2022-03-16
40 分钟Hello, welcome to Outlook.
I'm Joe Fidgeon.
Eleven years on from the start of the Syrian civil war, there are the first glimmers of justice being served on those who tortured and murdered civilians on behalf of the state.
A court in Germany a couple of months ago handed down a life sentence for crimes against humanity to a former colonel who ran a detention center in Damascus.
It was the first trial of its kind under a law that allows countries to prosecute crimes not connected to their own people or territory.
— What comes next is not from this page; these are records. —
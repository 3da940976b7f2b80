//! Reading until end of stream into a buffer that grows by a fixed increment.

use crate::{
    error::{Operation, ReadnError},
    os::unix::{read_step, RawRead, ReadStep},
    outcome::ReadRecord,
    prefix_mut,
};
use std::num::NonZeroUsize;

/// Reads until a read returns zero bytes or fails.
///
/// The buffer starts out `increment` bytes long and is grown by `increment` whenever a read
/// fills it exactly, since a full buffer says nothing about whether the stream has more. With
/// an offset, reads are positional and start at `offset` plus whatever was read so far.
///
/// Failure to grow the buffer ends the loop with `ENOMEM` recorded next to the bytes already
/// read; the classifier decides which of the two the caller gets.
pub(crate) fn read_to_end<R: RawRead + ?Sized>(
    src: &mut R,
    offset: Option<u64>,
    increment: NonZeroUsize,
) -> Result<ReadRecord, ReadnError> {
    read_to_end_with(src, offset, increment, |buf, additional| {
        buf.try_reserve_exact(additional).is_ok()
    })
}

/// Same as [`read_to_end`], with buffer growth going through `grow`, which reserves room for
/// `additional` more bytes past the current length and reports whether it managed to.
pub(crate) fn read_to_end_with<R: RawRead + ?Sized>(
    src: &mut R,
    offset: Option<u64>,
    increment: NonZeroUsize,
    mut grow: impl FnMut(&mut Vec<u8>, usize) -> bool,
) -> Result<ReadRecord, ReadnError> {
    let increment = increment.get();
    let mut buf = Vec::new();
    buf.try_reserve_exact(increment)
        .map_err(|_| ReadnError::new(Operation::Readn, crate::enomem()))?;
    let mut buflen = increment;

    let err = loop {
        let total = buf.len();
        let pos = match offset.map(|o| o.checked_add(total as u64)) {
            Some(None) => break Some(std::io::Error::from_raw_os_error(libc::EOVERFLOW)),
            Some(Some(pos)) => Some(pos),
            None => None,
        };
        let spare = prefix_mut(buf.spare_capacity_mut(), buflen.saturating_sub(total));
        let n = match read_step(src, spare, pos) {
            ReadStep::Retry => continue,
            ReadStep::Done(Ok(0)) => break None,
            ReadStep::Done(Ok(n)) => n,
            ReadStep::Done(Err(e)) => break Some(e),
        };
        let total = total.saturating_add(n).min(buflen);
        // SAFETY: the read initialized the n bytes right after the previous total
        unsafe { buf.set_len(total) };

        if total == buflen {
            if !grow(&mut buf, increment) {
                log::debug!("could not grow the read buffer past {buflen} bytes");
                break Some(crate::enomem());
            }
            buflen = buflen.saturating_add(increment);
            log::trace!("read buffer full, grown to {buflen} bytes");
        }
    };
    Ok(ReadRecord { buf, err })
}
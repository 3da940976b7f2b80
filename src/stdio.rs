//! C stdio streams as buffered handles.
//!
//! [`StdioFile`] owns a `FILE*` created over a descriptor with `fdopen(3)`. Its read-ahead buffer
//! is maintained by the C library, which makes it the canonical example of a handle whose
//! cursor drifts away from the descriptor's when the descriptor is read directly.

use crate::{target::BufferedHandle, OrErrno};
use std::{
    ffi::CStr,
    fmt::{self, Debug, Formatter},
    io::{self, Read, Write},
    os::fd::{AsFd, AsRawFd, BorrowedFd, FromRawFd, IntoRawFd, OwnedFd},
    ptr::NonNull,
};

/// An owned C stdio stream.
///
/// The stream is closed with `fclose(3)` on drop, which also closes the descriptor.
pub struct StdioFile(NonNull<libc::FILE>);
impl StdioFile {
    /// Wraps the descriptor in a stdio stream opened with the given `fopen(3)`-style mode, such
    /// as `c"r"` or `c"r+"`.
    ///
    /// On failure the descriptor is closed.
    pub fn from_fd(fd: OwnedFd, mode: &CStr) -> io::Result<Self> {
        let raw = fd.into_raw_fd();
        // SAFETY: raw is an open descriptor we own, and mode is NUL-terminated
        let fp = unsafe { libc::fdopen(raw, mode.as_ptr()) };
        match NonNull::new(fp) {
            Some(fp) => Ok(Self(fp)),
            None => {
                let e = io::Error::last_os_error();
                // SAFETY: fdopen() did not take ownership, so we still have it
                drop(unsafe { OwnedFd::from_raw_fd(raw) });
                Err(e)
            }
        }
    }

    /// The position of the stream as seen through its buffer (`ftello(3)`).
    pub fn tell(&mut self) -> io::Result<u64> {
        // SAFETY: the stream stays open for as long as self exists
        let pos = unsafe { libc::ftello(self.0.as_ptr()) };
        let pos = ok_or_errno!(pos != -1 => pos)?;
        u64::try_from(pos).map_err(|_| io::Error::from_raw_os_error(libc::EOVERFLOW))
    }

    /// Repositions the stream at an absolute offset (`fseeko(3)`), dropping buffered input.
    pub fn seek_to(&mut self, pos: u64) -> io::Result<()> {
        let pos = crate::os::unix::to_off_t(pos)?;
        // SAFETY: as above
        (unsafe { libc::fseeko(self.0.as_ptr(), pos, libc::SEEK_SET) } == 0).true_val_or_errno(())
    }

    fn error_flag(&self) -> bool {
        // SAFETY: the stream is open
        unsafe { libc::ferror(self.0.as_ptr()) != 0 }
    }
    fn clear_error(&mut self) {
        // SAFETY: the stream is open
        unsafe { libc::clearerr(self.0.as_ptr()) }
    }

    #[inline]
    fn as_ptr(&self) -> *mut libc::FILE { self.0.as_ptr() }
}

impl Read for StdioFile {
    fn read(&mut self, buf: &mut [u8]) -> io::Result<usize> {
        // SAFETY: buf is valid for buf.len() bytes of writes
        let n = unsafe { libc::fread(buf.as_mut_ptr().cast(), 1, buf.len(), self.as_ptr()) };
        if n == 0 && !buf.is_empty() && self.error_flag() {
            // fread() does not report errno itself, but the descriptor-level call leaves it set
            let e = io::Error::last_os_error();
            self.clear_error();
            return Err(e);
        }
        Ok(n)
    }
}
impl Write for StdioFile {
    fn write(&mut self, buf: &[u8]) -> io::Result<usize> {
        // SAFETY: buf is valid for buf.len() bytes of reads
        let n = unsafe { libc::fwrite(buf.as_ptr().cast(), 1, buf.len(), self.as_ptr()) };
        if n < buf.len() && self.error_flag() {
            let e = io::Error::last_os_error();
            self.clear_error();
            if n == 0 {
                return Err(e);
            }
        }
        Ok(n)
    }
    fn flush(&mut self) -> io::Result<()> {
        // SAFETY: the stream is open
        (unsafe { libc::fflush(self.as_ptr()) } == 0).true_val_or_errno(())
    }
}

impl BufferedHandle for StdioFile {
    #[inline]
    fn descriptor(&self) -> BorrowedFd<'_> { self.as_fd() }
    #[inline]
    fn flush_pending(&mut self) -> io::Result<()> { self.flush() }
    #[inline]
    fn buffered_position(&mut self) -> io::Result<u64> { self.tell() }
    #[inline]
    fn set_buffered_position(&mut self, pos: u64) -> io::Result<()> { self.seek_to(pos) }
}

impl AsFd for StdioFile {
    #[inline]
    fn as_fd(&self) -> BorrowedFd<'_> {
        // SAFETY: the stream is open
        let fd = unsafe { libc::fileno(self.as_ptr()) };
        // SAFETY: the stream owns the descriptor for as long as it is open
        unsafe { BorrowedFd::borrow_raw(fd) }
    }
}
impl AsRawFd for StdioFile {
    #[inline]
    fn as_raw_fd(&self) -> libc::c_int { self.as_fd().as_raw_fd() }
}
impl Debug for StdioFile {
    fn fmt(&self, f: &mut Formatter<'_>) -> fmt::Result {
        f.debug_struct("StdioFile").field("fd", &self.as_raw_fd()).finish()
    }
}
impl Drop for StdioFile {
    fn drop(&mut self) {
        // SAFETY: the stream is open and nothing uses it after this
        let success = unsafe { libc::fclose(self.as_ptr()) } == 0;
        debug_assert!(success, "fclose() failed: {}", io::Error::last_os_error());
    }
}
// SAFETY: stdio streams carry their own lock, and we only hand out `&mut` access anyway
unsafe impl Send for StdioFile {}
use std::{
    io,
    os::fd::{AsRawFd, BorrowedFd},
};

pub fn lseek_cur(fd: BorrowedFd<'_>) -> io::Result<u64> {
    let pos = unsafe { libc::lseek(fd.as_raw_fd(), 0, libc::SEEK_CUR) };
    if pos == -1 {
        return Err(io::Error::last_os_error());
    }
    u64::try_from(pos).map_err(io::Error::other)
}

pub fn blksize(fd: BorrowedFd<'_>) -> io::Result<i64> {
    let mut st = std::mem::MaybeUninit::<libc::stat>::uninit();
    if unsafe { libc::fstat(fd.as_raw_fd(), st.as_mut_ptr()) } == -1 {
        return Err(io::Error::last_os_error());
    }
    Ok(unsafe { st.assume_init() }.st_blksize as i64)
}
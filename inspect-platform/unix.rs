use {
    super::{libc_wrappers::*, *},
    libc::{off_t, size_t, ssize_t},
    readn::{BufferedHandle, Outcome, StdioFile},
    std::{
        borrow::Cow,
        fs::File,
        io::{Read, Write},
        os::fd::AsFd,
        path::Path,
    },
};

pub(super) fn main() {
    print_bitwidths(&bitwidths!(off_t, ssize_t, size_t));
    let same = libc::EAGAIN == libc::EWOULDBLOCK;
    println!(
        "EAGAIN = {}, EWOULDBLOCK = {}{}",
        libc::EAGAIN,
        libc::EWOULDBLOCK,
        val_if(!same, " (distinct)")
    );
    println!("BUFSIZ = {}", libc::BUFSIZ);
    println!();

    inspect_stdio_cursor(&select_tmpdir());
}

fn inspect_stdio_cursor(tmpdir: &Path) {
    let path = tmpdir.join("readn-inspect-platform.bin");
    let content: Vec<u8> = (0..=255u8).cycle().take(256 * 1024).collect();
    File::create(&path)
        .and_then(|mut f| f.write_all(&content))
        .unwrap_or_exit("Failed to create scratch file");
    let file = File::open(&path).unwrap_or_exit("Failed to open scratch file");
    let _ = std::fs::remove_file(&path).report_error("Failed to remove scratch file");

    if let Ok(blksize) = blksize(file.as_fd()).report_error("Failed to fstat scratch file") {
        println!("Scratch file st_blksize = {blksize}");
    }
    let mut stdio =
        StdioFile::from_fd(file.into(), c"r").unwrap_or_exit("Failed to fdopen scratch file");
    let cursors = |stdio: &mut StdioFile| Cursors {
        stdio: stdio.buffered_position().unwrap_or_exit("ftello failed"),
        os: lseek_cur(stdio.as_fd()).unwrap_or_exit("lseek failed"),
    };

    let mut head = [0; 5];
    stdio.read_exact(&mut head).unwrap_or_exit("fread failed");
    println!("After buffered read of 5 bytes:  {}", cursors(&mut stdio));

    stdio.flush_pending().unwrap_or_exit("fflush failed");
    println!("After fflush:                    {}", cursors(&mut stdio));

    let _ = stdio.read_exact(&mut head).report_error("fread failed");
    match readn::readn(&mut stdio, Some(100), None).report_error("readn failed") {
        Ok(Outcome::Data(d)) => {
            println!("After readn of {:>3} bytes:        {}", d.len(), cursors(&mut stdio))
        }
        Ok(other) => println!("readn returned {other:?}"),
        Err(_) => {}
    }
}

fn select_tmpdir() -> Cow<'static, Path> {
    match std::env::var_os("TMPDIR") {
        Some(val) => Cow::Owned(val.into()),
        None => Cow::Borrowed(Path::new("/tmp")),
    }
}
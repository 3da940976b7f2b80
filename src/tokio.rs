//! Running read calls from asynchronous code.
//!
//! Reads are still blocking system calls; they are moved onto Tokio's blocking thread pool so that
//! they do not stall the executor. No readiness polling happens: a non-blocking descriptor with no
//! data yields [`Outcome::WouldBlock`] just like the synchronous version.

use crate::{
    error::{Operation, ReadnError},
    options::ReadOptions,
    outcome::Outcome,
};
use std::{
    io,
    os::fd::{AsFd, OwnedFd},
};

/// Performs [`ReadOptions::read`] on the blocking pool and hands the descriptor back afterwards.
///
/// The descriptor is lost only if the blocking task panics or is cancelled by runtime shutdown.
///
/// Buffered handles are not supported here, since they would have to be moved to another thread.
pub async fn read(
    fd: OwnedFd,
    options: ReadOptions,
) -> (Option<OwnedFd>, Result<Outcome, ReadnError>) {
    let task = ::tokio::task::spawn_blocking(move || {
        let rslt = options.read(fd.as_fd());
        (fd, rslt)
    });
    match task.await {
        Ok((fd, rslt)) => (Some(fd), rslt),
        Err(e) => (None, Err(ReadnError::new(Operation::Readn, io::Error::other(e)))),
    }
}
Watching closely was Khalid Helmi, a 30 something Syrian woman and member of Families for Freedom, a movement of wives, sisters, daughters, mothers of individuals detained by the authorities.
A lot of our friends were there and they've been waiting to hear the judgment.
So we were on the WhatsApp group and they sent us the photos and they said, he is sentenced for this and this and that.
And everyone was just like crying, you know, it's not the utmost.
It's not Bashar Al Assad, it's not the Syrian government.
He is not a major perpetrator, you know what I mean?
But he was part of that system.
And I was happy, not for myself, but I was happy for all the witnesses, like the eyewitnesses who said that he was there when I was detained.
So maybe part of their very personal justice happened to them.
But then I.
I was not super optimistic about anything else, to be honest.
It's not the justice that we are seeking, but part of it.
Marie Claire magazine once called Khaloud the bravest woman in the world.
She's put her own safety on the line to spread the word about what's been happening to Syrians who oppose the authority of the president, Bashar Al Assad.
We spoke on a video link from Turkey, where Khaloud is now in exile.